Читатель поначалу с ходу замечает одиночество Пастернака среди его более “благополучных коллег”, потом — никогда не нарушаемую армейскую субординацию: даже если встречаешься с великим и любимым тобой поэтом, надо спросить разрешения у вышестоящего командира, — и только под занавес обнаруживается (и это самое удивительное, самое... ммм... мистическое и потому незаметное) — поразительная вера в то, что пожелание счастья великого поэта может уберечь, может спасти от гибели…

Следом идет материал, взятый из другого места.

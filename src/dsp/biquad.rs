//! Second-order IIR filter stages.
//!
//! Coefficients follow the Audio EQ Cookbook with the same conventions as a
//! browser `BiquadFilterNode`: shelves use slope S = 1, low/high pass take Q
//! in dB, band pass takes a linear Q.

use rustfft::num_complex::Complex;

/// Response shape of a [`BiquadFilter`].
#[derive(Debug, Clone, Copy, PartialEq, Eq)]
pub enum FilterType {
    /// Attenuates above the cutoff.
    LowPass,
    /// Attenuates below the cutoff.
    HighPass,
    /// Passes a band around the center frequency.
    BandPass,
    /// Boosts or cuts below the corner frequency.
    LowShelf,
    /// Boosts or cuts above the corner frequency.
    HighShelf,
}

/// Filter coefficients normalized so that `a0 == 1`.
#[derive(Debug, Clone, Copy, PartialEq)]
pub struct Coefficients {
    b0: f64,
    b1: f64,
    b2: f64,
    a1: f64,
    a2: f64,
}

impl Coefficients {
    /// Computes coefficients for the given filter at `sample_rate`.
    ///
    /// `frequency` is clamped inside `(0, nyquist)`.
    pub fn new(kind: FilterType, frequency: f32, q: f32, gain_db: f32, sample_rate: u32) -> Self {
        let nyquist = f64::from(sample_rate) / 2.0;
        let f0 = f64::from(frequency).clamp(1.0, nyquist * 0.999);
        let w0 = std::f64::consts::TAU * f0 / f64::from(sample_rate);
        let (sin_w0, cos_w0) = w0.sin_cos();
        let a = 10f64.powf(f64::from(gain_db) / 40.0);
        let q = f64::from(q);

        let (b0, b1, b2, a0, a1, a2) = match kind {
            FilterType::LowPass => {
                let alpha = sin_w0 / (2.0 * 10f64.powf(q / 20.0));
                let b1 = 1.0 - cos_w0;
                (b1 / 2.0, b1, b1 / 2.0, 1.0 + alpha, -2.0 * cos_w0, 1.0 - alpha)
            }
            FilterType::HighPass => {
                let alpha = sin_w0 / (2.0 * 10f64.powf(q / 20.0));
                let b1 = -(1.0 + cos_w0);
                (-b1 / 2.0, b1, -b1 / 2.0, 1.0 + alpha, -2.0 * cos_w0, 1.0 - alpha)
            }
            FilterType::BandPass => {
                let alpha = sin_w0 / (2.0 * q.max(1e-4));
                (alpha, 0.0, -alpha, 1.0 + alpha, -2.0 * cos_w0, 1.0 - alpha)
            }
            FilterType::LowShelf => {
                let two_sqrt_a_alpha = sin_w0 * std::f64::consts::SQRT_2 * a.sqrt();
                (
                    a * ((a + 1.0) - (a - 1.0) * cos_w0 + two_sqrt_a_alpha),
                    2.0 * a * ((a - 1.0) - (a + 1.0) * cos_w0),
                    a * ((a + 1.0) - (a - 1.0) * cos_w0 - two_sqrt_a_alpha),
                    (a + 1.0) + (a - 1.0) * cos_w0 + two_sqrt_a_alpha,
                    -2.0 * ((a - 1.0) + (a + 1.0) * cos_w0),
                    (a + 1.0) + (a - 1.0) * cos_w0 - two_sqrt_a_alpha,
                )
            }
            FilterType::HighShelf => {
                let two_sqrt_a_alpha = sin_w0 * std::f64::consts::SQRT_2 * a.sqrt();
                (
                    a * ((a + 1.0) + (a - 1.0) * cos_w0 + two_sqrt_a_alpha),
                    -2.0 * a * ((a - 1.0) + (a + 1.0) * cos_w0),
                    a * ((a + 1.0) + (a - 1.0) * cos_w0 - two_sqrt_a_alpha),
                    (a + 1.0) - (a - 1.0) * cos_w0 + two_sqrt_a_alpha,
                    2.0 * ((a - 1.0) - (a + 1.0) * cos_w0),
                    (a + 1.0) - (a - 1.0) * cos_w0 - two_sqrt_a_alpha,
                )
            }
        };

        Self {
            b0: b0 / a0,
            b1: b1 / a0,
            b2: b2 / a0,
            a1: a1 / a0,
            a2: a2 / a0,
        }
    }

    /// Linear magnitude response at `frequency`.
    pub fn magnitude_at(&self, frequency: f32, sample_rate: u32) -> f32 {
        let w = std::f64::consts::TAU * f64::from(frequency) / f64::from(sample_rate);
        let z1 = Complex::from_polar(1.0, -w);
        let z2 = z1 * z1;
        let num = Complex::new(self.b0, 0.0) + z1 * self.b1 + z2 * self.b2;
        let den = Complex::new(1.0, 0.0) + z1 * self.a1 + z2 * self.a2;
        (num / den).norm() as f32
    }
}

/// Per-channel delay line (Direct Form I).
#[derive(Debug, Clone, Copy, Default)]
struct History {
    x1: f64,
    x2: f64,
    y1: f64,
    y2: f64,
}

/// A biquad filter stage with independent state per channel.
#[derive(Debug, Clone)]
pub struct BiquadFilter {
    kind: FilterType,
    frequency: f32,
    q: f32,
    gain_db: f32,
    coefficients: Coefficients,
    history: Vec<History>,
}

impl BiquadFilter {
    /// Creates a filter stage.
    pub fn new(kind: FilterType, frequency: f32, q: f32, gain_db: f32, sample_rate: u32) -> Self {
        Self {
            kind,
            frequency,
            q,
            gain_db,
            coefficients: Coefficients::new(kind, frequency, q, gain_db, sample_rate),
            history: Vec::new(),
        }
    }

    /// Filter shape.
    pub fn kind(&self) -> FilterType {
        self.kind
    }

    /// Corner or center frequency in Hz.
    pub fn frequency(&self) -> f32 {
        self.frequency
    }

    /// Quality factor as passed to [`new`](Self::new).
    pub fn q(&self) -> f32 {
        self.q
    }

    /// Shelf gain in dB (ignored by pass filters).
    pub fn gain_db(&self) -> f32 {
        self.gain_db
    }

    /// Coefficients currently in use.
    pub fn coefficients(&self) -> &Coefficients {
        &self.coefficients
    }

    /// Filters one channel in place.
    pub fn process_channel(&mut self, channel: usize, samples: &mut [f32]) {
        if self.history.len() <= channel {
            self.history.resize(channel + 1, History::default());
        }
        let c = self.coefficients;
        let h = &mut self.history[channel];

        for sample in samples.iter_mut() {
            let x0 = f64::from(*sample);
            let y0 = c.b0 * x0 + c.b1 * h.x1 + c.b2 * h.x2 - c.a1 * h.y1 - c.a2 * h.y2;
            h.x2 = h.x1;
            h.x1 = x0;
            h.y2 = h.y1;
            h.y1 = y0;
            *sample = y0 as f32;
        }
    }

    /// Filters every channel in place.
    pub fn process(&mut self, channels: &mut [Vec<f32>]) {
        for (index, channel) in channels.iter_mut().enumerate() {
            self.process_channel(index, channel);
        }
    }

    /// Clears the delay lines.
    pub fn reset(&mut self) {
        self.history.clear();
    }
}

Нет, нет, что ни говори, странная книжка. Что запоминается по прочтении? Пейзажи… Горелик нигде не описывает пейзажи впрямую, непосредственно — однако видишь и Киев 20-х годов, и Харьков начала 30-х, и Одессу, и Западную Белоруссию, и послевоенную Чехословакию, и послевоенную Австрию, и Москву 40-х, и… Да вот, пожалуйте, пример: “Из киевской жизни всплывают в памяти разные, не всегда связанные между собой моменты… Почему-то запомнилась толстая, толщиной с кулак, истекавшая жиром сельдь залом, лежавшая на деревянной доске. Хозяин отрезал фунт и заворачивал в вощеную бумагу… В кредит (не больше чем на пятак) отпускала мне лоточница хрустящие бублики, обсыпанные маком. Я съедал их, возвращаясь из школы, чтобы насытиться, не подымаясь домой. Если лоточницы почему-либо не было, мама спускала мне сверху на длинной бечевке мешочек с бутербродами, а наверх подымала портфель”. Вот этот портфель, который подымают вверх на бечевке в окно многоэтажного киевского дома, — он виден, а стало быть, виден и дом, и пейзаж вокруг дома… Эти все детали быта не так интересны мемуаристу, они у него получаются сами собой, потому что у него поставлена рука. Он умеет писать.

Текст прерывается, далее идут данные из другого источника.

//! The capture session manager.

use std::sync::atomic::{AtomicBool, AtomicU64, Ordering};
use std::sync::{Arc, Weak};

use parking_lot::Mutex;
use tokio::sync::watch;

use crate::builder::CaptureManagerBuilder;
use crate::event::{emit, EventCallback};
use crate::graph::NodeKind;
use crate::host::CaptureHost;
use crate::session::CaptureSession;
use crate::{
    CaptureConfig, CaptureError, CaptureEvent, CaptureSnapshot, CaptureStatus, StopReason,
    VoiceEffect,
};

/// Clears the in-flight flag when acquisition ends, however it ends.
struct AcquisitionGuard<'a>(&'a AtomicBool);

impl<'a> AcquisitionGuard<'a> {
    fn try_acquire(flag: &'a AtomicBool) -> Option<Self> {
        flag.compare_exchange(false, true, Ordering::SeqCst, Ordering::SeqCst)
            .ok()
            .map(|_| Self(flag))
    }
}

impl Drop for AcquisitionGuard<'_> {
    fn drop(&mut self) {
        self.0.store(false, Ordering::SeqCst);
    }
}

pub(crate) struct Inner {
    host: Arc<dyn CaptureHost>,
    config: CaptureConfig,
    event_callback: Option<EventCallback>,
    effect: Mutex<VoiceEffect>,
    session: Mutex<Option<CaptureSession>>,
    acquiring: AtomicBool,
    next_session_id: AtomicU64,
    publisher: Arc<watch::Sender<CaptureSnapshot>>,
}

impl Inner {
    fn emit(&self, event: CaptureEvent) {
        emit(self.event_callback.as_ref(), event);
    }

    /// Tears down the live session, if it is `expected_id` (or any, for `None`).
    ///
    /// Returns `true` if a session was torn down. The snapshot goes idle
    /// under the session lock; the resources are freed after it is released.
    fn teardown(&self, expected_id: Option<u64>, reason: StopReason) -> bool {
        let session = {
            let mut slot = self.session.lock();
            let matches = match (slot.as_ref(), expected_id) {
                (Some(session), Some(id)) => session.id() == id,
                (Some(_), None) => true,
                (None, _) => false,
            };
            if !matches {
                return false;
            }
            let Some(mut session) = slot.take() else {
                return false;
            };
            session.cancel_loops();
            self.publisher.send_modify(|snapshot| {
                snapshot.is_live = false;
                snapshot.volume = 0.0;
            });
            session
        };

        let id = session.id();
        drop(session);
        tracing::info!(session = id, ?reason, "capture stopped");
        self.emit(CaptureEvent::SessionStopped { reason });
        true
    }

    fn publish_failure(&self, error: &CaptureError) {
        let message = error.to_string();
        self.publisher.send_modify(|snapshot| {
            snapshot.is_live = false;
            snapshot.volume = 0.0;
            snapshot.error = Some(message.clone());
        });
        tracing::warn!(
            error = %error,
            actionable = error.is_user_actionable(),
            "capture failed to start"
        );
        self.emit(CaptureEvent::CaptureFailed { error: message });
    }
}

impl Drop for Inner {
    fn drop(&mut self) {
        self.teardown(None, StopReason::Dropped);
    }
}

/// Owns at most one live capture session and publishes its state.
///
/// Cheap to clone; clones control the same session. The session is torn
/// down when the last clone is dropped.
///
/// # Example
///
/// ```
/// use voice_tap::host::MockHost;
/// use voice_tap::{CaptureManager, CaptureStatus, VoiceEffect};
///
/// # let rt = tokio::runtime::Builder::new_current_thread().enable_all().build().unwrap();
/// # rt.block_on(async {
/// let manager = CaptureManager::builder()
///     .host(MockHost::new())
///     .voice_effect(VoiceEffect::Radio)
///     .build()
///     .unwrap();
///
/// manager.start().await.unwrap();
/// assert_eq!(manager.status(), CaptureStatus::Live);
///
/// manager.stop();
/// assert_eq!(manager.status(), CaptureStatus::Idle);
/// assert_eq!(manager.volume(), 0.0);
/// # });
/// ```
#[derive(Clone)]
pub struct CaptureManager {
    inner: Arc<Inner>,
}

impl std::fmt::Debug for CaptureManager {
    fn fmt(&self, f: &mut std::fmt::Formatter<'_>) -> std::fmt::Result {
        f.debug_struct("CaptureManager")
            .field("host", &self.inner.host.name())
            .field("effect", &self.voice_effect())
            .field("status", &self.status())
            .finish_non_exhaustive()
    }
}

impl CaptureManager {
    /// Creates a builder.
    pub fn builder() -> CaptureManagerBuilder {
        CaptureManagerBuilder::new()
    }

    pub(crate) fn from_parts(
        host: Arc<dyn CaptureHost>,
        config: CaptureConfig,
        effect: VoiceEffect,
        event_callback: Option<EventCallback>,
    ) -> Self {
        let (publisher, _) = watch::channel(CaptureSnapshot::default());
        Self {
            inner: Arc::new(Inner {
                host,
                config,
                event_callback,
                effect: Mutex::new(effect),
                session: Mutex::new(None),
                acquiring: AtomicBool::new(false),
                next_session_id: AtomicU64::new(1),
                publisher: Arc::new(publisher),
            }),
        }
    }

    /// Acquires a stream and goes live with the selected voice effect.
    ///
    /// Returns `Ok(())` without doing anything if a session is already
    /// live. On failure the error is also published in the snapshot and no
    /// resource survives.
    ///
    /// # Errors
    ///
    /// - [`CaptureError::AcquisitionInProgress`] if another `start()` is
    ///   still waiting on the host; the snapshot is left alone
    /// - [`CaptureError::PermissionDenied`] if the user declined
    /// - [`CaptureError::NoAudioTrack`] if the stream carries no audio
    /// - [`CaptureError::GraphConstruction`] if the graph or monitor could
    ///   not be set up
    /// - Any host error from device lookup or stream creation
    pub async fn start(&self) -> Result<(), CaptureError> {
        let inner = &self.inner;
        let Some(_guard) = AcquisitionGuard::try_acquire(&inner.acquiring) else {
            tracing::debug!("start() ignored: acquisition already in flight");
            return Err(CaptureError::AcquisitionInProgress);
        };
        if inner.session.lock().is_some() {
            return Ok(());
        }

        inner
            .publisher
            .send_if_modified(|snapshot| snapshot.error.take().is_some());

        match self.acquire().await {
            Ok(()) => Ok(()),
            Err(e) => {
                inner.publish_failure(&e);
                Err(e)
            }
        }
    }

    async fn acquire(&self) -> Result<(), CaptureError> {
        let inner = &self.inner;
        let effect = *inner.effect.lock();

        let stream = inner.host.request_stream(inner.config.stream_request()).await?;
        // Dropping the stream on any early return stops its tracks
        let format = stream.audio_format().ok_or(CaptureError::NoAudioTrack)?;
        let monitor = inner
            .host
            .open_monitor(format)
            .await
            .map_err(|e| CaptureError::graph(format!("monitor output unavailable: {e}")))?;

        let id = inner.next_session_id.fetch_add(1, Ordering::SeqCst);
        let session = CaptureSession::assemble(
            id,
            stream,
            monitor,
            effect,
            &inner.config,
            Arc::clone(&inner.publisher),
            inner.event_callback.clone(),
        )?;
        let states = session.track_states();
        let format = session.format();

        {
            let mut slot = inner.session.lock();
            *slot = Some(session);
            inner.publisher.send_modify(|snapshot| {
                snapshot.is_live = true;
                snapshot.volume = 0.0;
                snapshot.error = None;
            });
        }

        let watchers = states
            .into_iter()
            .map(|state| {
                let weak: Weak<Inner> = Arc::downgrade(inner);
                tokio::spawn(async move {
                    state.ended().await;
                    // Teardown joins the device thread; keep it off the runtime workers.
                    // The blocking task runs to completion even after this watcher is aborted.
                    let _ = tokio::task::spawn_blocking(move || {
                        if let Some(inner) = weak.upgrade() {
                            if inner.teardown(Some(id), StopReason::TrackEnded) {
                                tracing::info!(session = id, "track ended; capture torn down");
                            }
                        }
                    })
                    .await;
                })
            })
            .collect::<Vec<_>>();
        match inner.session.lock().as_mut() {
            Some(session) if session.id() == id => session.attach_watchers(watchers),
            _ => watchers.iter().for_each(tokio::task::JoinHandle::abort),
        }

        tracing::info!(
            session = id,
            host = inner.host.name(),
            %effect,
            format = %format,
            "capture live"
        );
        inner.emit(CaptureEvent::SessionStarted {
            effect,
            sample_rate: format.sample_rate,
            channels: format.channels,
        });
        Ok(())
    }

    /// Tears down the live session. A no-op when idle; never suspends.
    ///
    /// Once this returns no further volume is published. The last error is
    /// kept, so after a failed [`start()`](Self::start) the status stays
    /// [`CaptureStatus::Failed`] rather than `Idle` until the next successful
    /// start.
    ///
    /// Releasing a cpal stream joins its device thread, which only has to
    /// drop the stream; the wait is short but it does block the caller.
    pub fn stop(&self) {
        if !self.inner.teardown(None, StopReason::Requested) {
            self.inner.publisher.send_if_modified(|snapshot| {
                let changed = snapshot.is_live || snapshot.volume > 0.0;
                snapshot.is_live = false;
                snapshot.volume = 0.0;
                changed
            });
        }
    }

    /// Stops when live, starts otherwise.
    ///
    /// # Errors
    ///
    /// Whatever [`start()`](Self::start) returns.
    pub async fn toggle(&self) -> Result<(), CaptureError> {
        if self.is_live() {
            self.stop();
            Ok(())
        } else {
            self.start().await
        }
    }

    /// Selects the effect for the next session.
    ///
    /// A live session keeps the effect it was built with; changing it
    /// emits [`CaptureEvent::VoiceEffectDeferred`] and takes effect after a
    /// restart.
    pub fn set_voice_effect(&self, effect: VoiceEffect) {
        let previous = std::mem::replace(&mut *self.inner.effect.lock(), effect);
        let active = self.inner.session.lock().as_ref().map(CaptureSession::effect);

        match active {
            Some(active) if active != effect => {
                tracing::info!(%active, requested = %effect, "voice effect applies after restart");
                self.inner.emit(CaptureEvent::VoiceEffectDeferred {
                    active,
                    requested: effect,
                });
            }
            _ if previous != effect => tracing::debug!(%effect, "voice effect selected"),
            _ => {}
        }
    }

    /// Effect the next session will use.
    pub fn voice_effect(&self) -> VoiceEffect {
        *self.inner.effect.lock()
    }

    /// Effect wired into the live session, if any.
    pub fn active_effect(&self) -> Option<VoiceEffect> {
        self.inner.session.lock().as_ref().map(CaptureSession::effect)
    }

    /// A receiver that sees every published snapshot.
    pub fn subscribe(&self) -> watch::Receiver<CaptureSnapshot> {
        self.inner.publisher.subscribe()
    }

    /// The current snapshot.
    pub fn snapshot(&self) -> CaptureSnapshot {
        self.inner.publisher.borrow().clone()
    }

    /// The current status.
    pub fn status(&self) -> CaptureStatus {
        self.inner.publisher.borrow().status()
    }

    /// Current level in `[0, 1]`.
    pub fn volume(&self) -> f32 {
        self.inner.publisher.borrow().volume
    }

    /// Returns `true` while a session is live.
    pub fn is_live(&self) -> bool {
        self.inner.publisher.borrow().is_live
    }

    /// Message of the last failed `start()`.
    pub fn error(&self) -> Option<String> {
        self.inner.publisher.borrow().error.clone()
    }

    /// Node kinds along the live signal path, source first.
    ///
    /// `None` when idle.
    pub fn signal_chain(&self) -> Option<Vec<NodeKind>> {
        self.inner
            .session
            .lock()
            .as_ref()
            .map(CaptureSession::signal_kinds)
    }

    /// Configuration sessions are built with.
    pub fn config(&self) -> &CaptureConfig {
        &self.inner.config
    }
}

Ему, скажем, интересно и важно описать, как по-разному относились к потерям во время войны комфронта Захаров и генерал Горбатов. Но, описывая это важное, он не забывает о деталях, об обстановочке:
“В огромном каземате старого русского форта Рожан, очищенного от хранившегося в нем картофеля, но сохранявшего запах прошлогоднего подгнившего урожая, собралось несколько сот генералов и офицеров. Я, по-видимому, был самым младшим по должности и, определенно, самым младшим по званию…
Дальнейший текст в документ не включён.